Help Employees Make Informed Buying Decisions

There’s a real lack of sufficient information for consumers to make truly informed buying decisions. Still, anything you can do to get employees engaged in thinking about the cost of health care they receive will help to control costs. The hottest product now out there to do this is consumer-directed health insurance. Essentially, these are programs with high deductibles ranging from $1,000 to $10,000. They allow entrepreneurs to make an early entry into group health insurance programs – covering catastrophic events at a minimum – without incurring extraordinarily high costs.

Offset Employee Deductible Costs

Traditionally, if you wanted to provide a high level of benefits, you would buy a low-deductible plan at high cost to your company. The beautiful thing about consumer-directed health insurance programs for small companies is that they offer flexibility. They’re less expensive for companies and, at the same time, can be paired with programs that offset costs for employees:

  • Health Savings Accounts – Health Savings Accounts (HSA) are individual IRA-type accounts that can be used to pay qualified medical expenses not covered by insurance, including deductibles and other out-of-pocket expenses. Individuals can make contributions to an HSA on a tax-free basis. Interest accumulates in the account tax-free and money in the HSA that is used for qualified medical expenses is not taxed. If employees leave an employer for any reason, they can take the HSA with them.
  • Health Reimbursement Accounts – A Health Reimbusement Account (HRA), which is what our company uses, is an employer-contributed program that allows the employer to purchase a less expensive group plan. Reimbursements are tax-free to employees, who can use money in these accounts to pay deductibles and out-of-pocket medical costs. They can also roll unused funds over to future years and take the account with them when they change employers or retire.
  • Cafeteria 125 Plans – These plans allow employees to set aside pre-tax money for health care and other types of dependent care, such as day care, but cannot be rolled over and are not portable.

Lease Employees from a Professional Employer Organization

An increasingly popular strategy some entrepreneurs are choosing to manage health care costs, as well as other human resource functions, is employee leasing. Under these arrangements, employees are employed by a Professional Employer Organization (PEO). The PEO provides them with a full range of benefits and leases them back to the entrepreneur for a fee. This puts the employees into a much larger employee group, which may have access to less expensive health insurance programs.

Consider Benefits Trends

The trend with prescription drug coverage is toward increased employee participation in the cost. In mental health, we’re seeing more use of prepaid Employee Assistance Programs (EAPs) that encourage employees to seek early intervention to prevent problems from escalating into more expensive conditions. Dental insurance is a fairly competitive market, so costs have remained relatively stable. Vision care is a good example of a benefit that can be covered by an HRA, HSA, or cafeteria plan.

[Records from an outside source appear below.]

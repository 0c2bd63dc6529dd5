//! Minimal manual-inspection CLI: dump whichever accelerator sections are
//! present in a raw section dump passed on argv.
//!
//! This binary is a demonstration only, not the crate's library surface —
//! loading a real object file (Mach-O, ELF) and locating its named
//! sections is explicitly out of scope for the parsing core; this just
//! memory-maps one file and tries to parse it first as a `.debug_names`
//! section, then as an Apple accelerator table.

use std::env;
use std::fs::File;
use std::process;

use dwarf_accel::{apple::AppleTable, debug_names::DebugNames, dump::TextSink, extractor::Relocations};

fn usage(program: &str) -> ! {
    eprintln!("usage: {program} <section-dump> [string-section-dump]");
    process::exit(1);
}

fn main() {
    tracing_subscriber::fmt()
        .with_env_filter(tracing_subscriber::EnvFilter::from_default_env())
        .init();

    let mut args = env::args();
    let program = args.next().unwrap_or_else(|| "dump".to_string());
    let section_path = match args.next() {
        Some(p) => p,
        None => usage(&program),
    };
    let string_path = args.next();

    let section_file = File::open(&section_path).unwrap_or_else(|e| {
        eprintln!("failed to open {section_path}: {e}");
        process::exit(1);
    });
    let section_map = unsafe { memmap2::Mmap::map(&section_file) }.unwrap_or_else(|e| {
        eprintln!("failed to map {section_path}: {e}");
        process::exit(1);
    });

    let string_map = string_path.map(|p| {
        let f = File::open(&p).unwrap_or_else(|e| {
            eprintln!("failed to open {p}: {e}");
            process::exit(1);
        });
        unsafe { memmap2::Mmap::map(&f) }.unwrap_or_else(|e| {
            eprintln!("failed to map {p}: {e}");
            process::exit(1);
        })
    });
    let strings: &[u8] = string_map.as_deref().unwrap_or(&[]);

    let relocations = Relocations::empty();
    let stdout = std::io::stdout();
    let mut sink = TextSink::new(stdout.lock());

    match DebugNames::extract(&section_map, &relocations, strings, true) {
        Ok(names) => {
            names.dump(&mut sink);
            return;
        }
        Err(e) => {
            tracing::debug!(error = %e, "not a valid .debug_names section, trying apple format");
        }
    }

    match AppleTable::extract(&section_map, &relocations, strings, true) {
        Ok(table) => table.dump(&mut sink),
        Err(e) => {
            eprintln!("failed to parse as either accelerator table format: {e}");
            process::exit(1);
        }
    }
}
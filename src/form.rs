//! The form-value decoder.
//!
//! spec.md frames this as an external collaborator the core only calls
//! into; no crate in this workspace supplies one, so this module is a
//! working implementation of that contract, generalized from the
//! teacher's `AttrValue` (`dwarf.rs`) to read through an [`Extractor`]
//! cursor instead of a raw byte slice.

use crate::constants::*;
use crate::error::{Error, Result};
use crate::extractor::Extractor;

/// Whether offsets in the enclosing unit are 32- or 64-bit DWARF.
#[derive(Debug, Clone, Copy, PartialEq, Eq)]
pub enum DwarfFormat {
    Dwarf32,
    Dwarf64,
}

/// The `(version, address_size, format)` triple threaded into every
/// form-value extraction.
#[derive(Debug, Clone, Copy)]
pub struct FormatParams {
    pub version: u16,
    pub addr_size: u8,
    pub format: DwarfFormat,
}

/// One decoded attribute value, tagged by the shape its form code
/// prescribed.
#[derive(Debug, Clone)]
pub enum FormValue {
    Constant(u64),
    SignedConstant(i64),
    Flag(bool),
    /// An offset into a string section (`DW_FORM_strp`/`DW_FORM_string`
    /// inline bytes are rejected upstream — atoms and v5 index attributes
    /// only ever use the offset-producing forms).
    StringOffset(u32),
    Reference(u64),
    Address(u64),
    Block(Vec<u8>),
    /// A form this decoder recognises by shape but declines to classify
    /// further (e.g. `DW_FORM_indirect`, which is legal DWARF but not used
    /// by any accelerator table payload this crate parses).
    Unimplemented,
}

impl FormValue {
    /// Extract one value for `form`, advancing `cursor` in `extractor`.
    pub fn extract(
        form: u16,
        params: FormatParams,
        extractor: &Extractor<'_>,
        cursor: &mut u32,
    ) -> Result<FormValue> {
        let offset_size: u32 = match params.format {
            DwarfFormat::Dwarf32 => 4,
            DwarfFormat::Dwarf64 => 8,
        };
        let value = match form {
            DW_FORM_ADDR => {
                let size = if params.addr_size == 0 { 4 } else { params.addr_size as u32 };
                FormValue::Address(read_sized_unsigned(extractor, cursor, size)?)
            }
            DW_FORM_DATA1 => FormValue::Constant(extractor.read_u8(cursor)? as u64),
            DW_FORM_DATA2 => FormValue::Constant(extractor.read_u16(cursor)? as u64),
            DW_FORM_DATA4 => FormValue::Constant(extractor.read_u32(cursor)? as u64),
            DW_FORM_DATA8 => FormValue::Constant(extractor.read_u64(cursor)?),
            DW_FORM_SDATA => FormValue::SignedConstant(extractor.read_sleb128(cursor)?),
            DW_FORM_UDATA => FormValue::Constant(extractor.read_uleb128(cursor)?),
            DW_FORM_FLAG => FormValue::Flag(extractor.read_u8(cursor)? != 0),
            DW_FORM_FLAG_PRESENT => FormValue::Flag(true),
            DW_FORM_STRP => {
                FormValue::StringOffset(read_sized_unsigned(extractor, cursor, offset_size)? as u32)
            }
            DW_FORM_SEC_OFFSET => {
                FormValue::Constant(read_sized_unsigned(extractor, cursor, offset_size)?)
            }
            DW_FORM_REF1 => FormValue::Reference(extractor.read_u8(cursor)? as u64),
            DW_FORM_REF2 => FormValue::Reference(extractor.read_u16(cursor)? as u64),
            DW_FORM_REF4 => FormValue::Reference(extractor.read_u32(cursor)? as u64),
            DW_FORM_REF8 => FormValue::Reference(extractor.read_u64(cursor)?),
            DW_FORM_REF_UDATA => FormValue::Reference(extractor.read_uleb128(cursor)?),
            DW_FORM_REF_ADDR => {
                FormValue::Reference(read_sized_unsigned(extractor, cursor, offset_size)?)
            }
            DW_FORM_REF_SIG8 => FormValue::Reference(extractor.read_u64(cursor)?),
            DW_FORM_BLOCK1 => {
                let len = extractor.read_u8(cursor)? as u32;
                FormValue::Block(extractor.read_bytes(cursor, len)?.to_vec())
            }
            DW_FORM_BLOCK2 => {
                let len = extractor.read_u16(cursor)? as u32;
                FormValue::Block(extractor.read_bytes(cursor, len)?.to_vec())
            }
            DW_FORM_BLOCK4 => {
                let len = extractor.read_u32(cursor)?;
                FormValue::Block(extractor.read_bytes(cursor, len)?.to_vec())
            }
            DW_FORM_BLOCK => {
                let len = extractor.read_uleb128(cursor)? as u32;
                FormValue::Block(extractor.read_bytes(cursor, len)?.to_vec())
            }
            DW_FORM_STRING => {
                let start = *cursor;
                let s = extractor.read_cstr_at(start)?;
                *cursor += s.len() as u32 + 1;
                FormValue::StringOffset(start)
            }
            DW_FORM_INDIRECT => {
                let indirect_form = extractor.read_uleb128(cursor)? as u16;
                return FormValue::extract(indirect_form, params, extractor, cursor);
            }
            _ => {
                return Err(Error::FormExtractFailure(format!(
                    "unrecognized form code 0x{form:02x}"
                )))
            }
        };
        Ok(value)
    }

    /// Project as an unsigned constant, if the value is one.
    pub fn as_unsigned(&self) -> Option<u64> {
        match self {
            FormValue::Constant(v) | FormValue::Reference(v) | FormValue::Address(v) => Some(*v),
            FormValue::StringOffset(v) => Some(*v as u64),
            FormValue::Flag(b) => Some(*b as u64),
            _ => None,
        }
    }

    /// Project as a signed constant, if the value is one.
    pub fn as_signed(&self) -> Option<i64> {
        match self {
            FormValue::SignedConstant(v) => Some(*v),
            _ => None,
        }
    }

    /// Project as a flag, if the value is one.
    pub fn as_flag(&self) -> Option<bool> {
        match self {
            FormValue::Flag(b) => Some(*b),
            _ => None,
        }
    }
}

impl std::fmt::Display for FormValue {
    fn fmt(&self, f: &mut std::fmt::Formatter<'_>) -> std::fmt::Result {
        match self {
            FormValue::Constant(v) => write!(f, "0x{v:x}"),
            FormValue::SignedConstant(v) => write!(f, "{v}"),
            FormValue::Flag(b) => write!(f, "{b}"),
            FormValue::StringOffset(o) => write!(f, "strp(0x{o:x})"),
            FormValue::Reference(r) => write!(f, "ref(0x{r:x})"),
            FormValue::Address(a) => write!(f, "0x{a:x}"),
            FormValue::Block(b) => write!(f, "block({} bytes)", b.len()),
            FormValue::Unimplemented => write!(f, "<unimplemented>"),
        }
    }
}

fn read_sized_unsigned(extractor: &Extractor<'_>, cursor: &mut u32, size: u32) -> Result<u64> {
    match size {
        1 => Ok(extractor.read_u8(cursor)? as u64),
        2 => Ok(extractor.read_u16(cursor)? as u64),
        4 => Ok(extractor.read_u32(cursor)? as u64),
        8 => Ok(extractor.read_u64(cursor)?),
        other => Err(Error::FormExtractFailure(format!(
            "unsupported fixed-width read of {other} bytes"
        ))),
    }
}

To these observations and cost containment strategies, I would add these three recommendations:

  • Choose a health insurance company, and stick with it. Loyalty can pay off in lower premiums in later years.
  • Choose a program that ties employees more closely to the cost of care by including a component of employee spending on the front end.
  • Don’t let preconceived ideas keep you from offering alternative plans to employees. For the longest time, we wouldn’t offer anything other than a $100 deductible insurance program. When we finally offered a managed care option that cost us a whole lot less, many people chose it because they liked the $10 or $15 co-pay.

Health care benefits top the list of expenses many entrepreneurs find difficult to manage, but that doesn’t mean there aren’t ways to make them not only affordable but integral to what keeps employees loyal, motivated, and productive.